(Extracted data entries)
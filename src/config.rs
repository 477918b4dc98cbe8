use crate::PoolError;
use std::borrow::Cow;

/// Configuration for a [`Pool`](crate::Pool).
#[derive(Debug, Clone, PartialEq, Eq)]
pub struct PoolConfig {
    /// Number of objects created up front. Never changes afterwards.
    pub capacity: usize,
    /// Name attached to the pool's log records.
    pub label: Cow<'static, str>,
}

impl Default for PoolConfig {
    fn default() -> Self {
        Self {
            capacity: 8,
            label: Cow::Borrowed("pool"),
        }
    }
}

impl PoolConfig {
    /// Creates a configuration with the given capacity and the default label.
    pub fn new(capacity: usize) -> Self {
        Self {
            capacity,
            ..Self::default()
        }
    }

    /// Sets the capacity.
    pub fn with_capacity(mut self, capacity: usize) -> Self {
        self.capacity = capacity;
        self
    }

    /// Sets the label used in log records.
    pub fn with_label(mut self, label: impl Into<Cow<'static, str>>) -> Self {
        self.label = label.into();
        self
    }

    /// Validates a signed capacity, e.g. one parsed from an environment
    /// variable or a settings file.
    pub fn capacity_from_signed(capacity: i64) -> Result<usize, PoolError> {
        usize::try_from(capacity).map_err(|_| PoolError::InvalidCapacity(capacity))
    }
}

» TASK BRIEF: Copy exactly the lines that begin with the one containing "fn default() ->" and continue to the end of the records, both included, and nothing more.

» EXERCISE RESULT:
    fn default() -> Self {
        Self {
            capacity: 8,
            label: Cow::Borrowed("pool"),
        }
    }
}

impl PoolConfig {
    /// Creates a configuration with the given capacity and the default label.
    pub fn new(capacity: usize) -> Self {
        Self {
            capacity,
            ..Self::default()
        }
    }

    /// Sets the capacity.
    pub fn with_capacity(mut self, capacity: usize) -> Self {
        self.capacity = capacity;
        self
    }

    /// Sets the label used in log records.
    pub fn with_label(mut self, label: impl Into<Cow<'static, str>>) -> Self {
        self.label = label.into();
        self
    }

    /// Validates a signed capacity, e.g. one parsed from an environment
    /// variable or a settings file.
    pub fn capacity_from_signed(capacity: i64) -> Result<usize, PoolError> {
        usize::try_from(capacity).map_err(|_| PoolError::InvalidCapacity(capacity))
    }
}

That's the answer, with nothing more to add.